According to East Tennessee State University economist Steb Hipple the local job improved "dramatically" dropping from 9.7% in 2009 to 8.6%. We gained 5,900 new jobs according to Dr. Hipple. The problem is as follows:
Among the twelve local NAICS industry sectors, employment levels were higher in five sectors, lower in four, and unchanged in three (compared to three, eight, and one in the second quarter). Job growth was led by the government and the education and health sectors. Smaller gains were reported by retail trade, leisure and hospitality, and wholesale trade. Employment losses occurred in manufacturing, transport, utilities, finance, and construction. Employment was unchanged in information services, professional, business services, and other services.
As has been the pattern for years (medical for all intensive purposes here is government) is continuing losses of private sector jobs and huge growth in government jobs. There was some private sector gain, but only in the lowest paying sectors while higher paying jobs are still disappearing in droves. See http://faculty.etsu.edu/hipples/
Tri-Cities Labor Market Report East Tennessee State University - Third Quarter 2014
Employment levels still falling since 2009.
Existing labor market trends dominated the Tri-Cities Consolidated Statistical Area (CSA) in the third quarter. Compared to the same period in 2013, regional employment was lower by 1.7% to 218,244, while unemployment fell 10.3% to 16,664 as discouraged job seekers continued to leave the regional labor force. The summer unemployment rate for the metro area was 7.1% (compared to 7.7% a year earlier). With the labor force shrinking by 2.4%, the falling jobless rate is a sign of labor market weakness.
Among the twelve regional NAICS industry sectors, employment levels were higher in six, lower in six, and unchanged in none (compared to six, four, and two in the second quarter). Job growth was led by construction, professional & business services, other services, and education & health services. Smaller employment gains were reported by transport & utilities, and leisure & hospitality. Major job losses occurred in retail trade, government, and manufacturing. Small employment declines were reported by wholesale trade, information services, and financial services. Overall, the private sector in the metro area saw modest job growth.

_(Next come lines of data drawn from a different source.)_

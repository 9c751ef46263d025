use crate::conv2d_impl::Window;
use crate::{Error, Result, Tensor};
use ndarray::{s, Array4};

/// Average pooling over NCHW input without padding; trailing rows and
/// columns that do not fill a window are dropped.
#[derive(Debug, Clone)]
pub struct AvgPool2d {
    name: String,
    /// `None` pools over the whole spatial extent.
    window: Option<Window>,
}

impl AvgPool2d {
    pub fn new(name: impl Into<String>, pool_size: (usize, usize), strides: Option<(usize, usize)>) -> Self {
        let strides = strides.unwrap_or(pool_size);
        Self {
            name: name.into(),
            window: Some(Window {
                kernel: pool_size,
                stride: strides,
                padding: (0, 0),
            }),
        }
    }

    pub fn global(name: impl Into<String>) -> Self {
        Self {
            name: name.into(),
            window: None,
        }
    }

    fn window_for(&self, height: usize, width: usize) -> Window {
        self.window.unwrap_or(Window {
            kernel: (height, width),
            stride: (height.max(1), width.max(1)),
            padding: (0, 0),
        })
    }

    fn compute_output_size(&self, height: usize, width: usize) -> Result<(usize, usize)> {
        let window = self.window_for(height, width);
        let degenerate = [window.kernel.0, window.kernel.1, window.stride.0, window.stride.1]
            .contains(&0);
        let fitted = if degenerate {
            None
        } else {
            window.output_size(height, width)
        };
        match fitted {
            Some((h, w)) if h > 0 && w > 0 => Ok((h, w)),
            _ => Err(Error::Layer(format!(
                "AvgPool2d {}: window {:?} does not fit a {}x{} input",
                self.name, window.kernel, height, width
            ))),
        }
    }
}

impl super::Layer for AvgPool2d {
    fn forward(&self, input: &Tensor) -> Result<Tensor> {
        let (batch_size, channels, height, width) = input.dims4()?;
        let (out_height, out_width) = self.compute_output_size(height, width)?;
        let window = self.window_for(height, width);
        let input_4d = input.to_array4()?;

        let count = (window.kernel.0 * window.kernel.1) as f32;
        let output = Array4::from_shape_fn(
            (batch_size, channels, out_height, out_width),
            |(b, c, oh, ow)| {
                let h_start = oh * window.stride.0;
                let w_start = ow * window.stride.1;
                let patch = input_4d.slice(s![
                    b,
                    c,
                    h_start..h_start + window.kernel.0,
                    w_start..w_start + window.kernel.1
                ]);
                patch.sum() / count
            },
        );

        Ok(Tensor::from_array4(output))
    }

    fn name(&self) -> &str {
        &self.name
    }

    fn output_shape(&self, input_shape: &[usize]) -> Result<Vec<usize>> {
        match *input_shape {
            [batch, channels, height, width] => {
                let (out_height, out_width) = self.compute_output_size(height, width)?;
                Ok(vec![batch, channels, out_height, out_width])
            }
            _ => Err(Error::Layer(format!(
                "AvgPool2d expects 4D input, got {:?}",
                input_shape
            ))),
        }
    }
}
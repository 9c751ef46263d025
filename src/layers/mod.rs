pub mod batch_normalization;
pub mod conv2d;
pub mod flatten;
pub mod linear;
pub mod pooling;

use crate::{Result, Tensor};

pub trait Layer: std::fmt::Debug + Send + Sync {
    /// Inference-mode forward pass.
    fn forward(&self, input: &Tensor) -> Result<Tensor>;

    /// Training-mode forward pass. Layers whose behavior differs between
    /// modes (batch normalization) override this; it may update internal state.
    fn forward_train(&mut self, input: &Tensor) -> Result<Tensor> {
        self.forward(input)
    }

    fn name(&self) -> &str;

    fn output_shape(&self, input_shape: &[usize]) -> Result<Vec<usize>>;

    /// Calls `f` once for every parameterized primitive reachable from this layer.
    fn visit_mut(&mut self, _f: &mut dyn FnMut(LayerMut<'_>)) {}

    fn num_parameters(&self) -> usize {
        0
    }
}

/// A mutable handle to one parameterized primitive.
///
/// Used by weight initialization and by external optimizers to reach every
/// trainable tensor without inspecting layer types at runtime.
#[derive(Debug)]
pub enum LayerMut<'a> {
    Conv2d(&'a mut Conv2d),
    BatchNorm2d(&'a mut BatchNorm2d),
    Linear(&'a mut Linear),
}

pub use batch_normalization::BatchNorm2d;
pub use conv2d::Conv2d;
pub use flatten::Flatten;
pub use linear::Linear;
pub use pooling::AvgPool2d;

During the July to September period, employment was lower in all three cities - falling 2.2% in Kingsport, 2.0% in Johnson City, and 1.2% in Bristol. Matching the regional pattern, large numbers of unemployed workers are exiting the labor market in each city. This has lowered the jobless counts, contracted the labor force, and reduced the unemployment rates. The percent of workers unemployed was 7.0% in Kingsport, 7.1% in Johnson City, and 7.1% in Bristol. As in the metro area, the lower rates in each city reflect labor market weakness.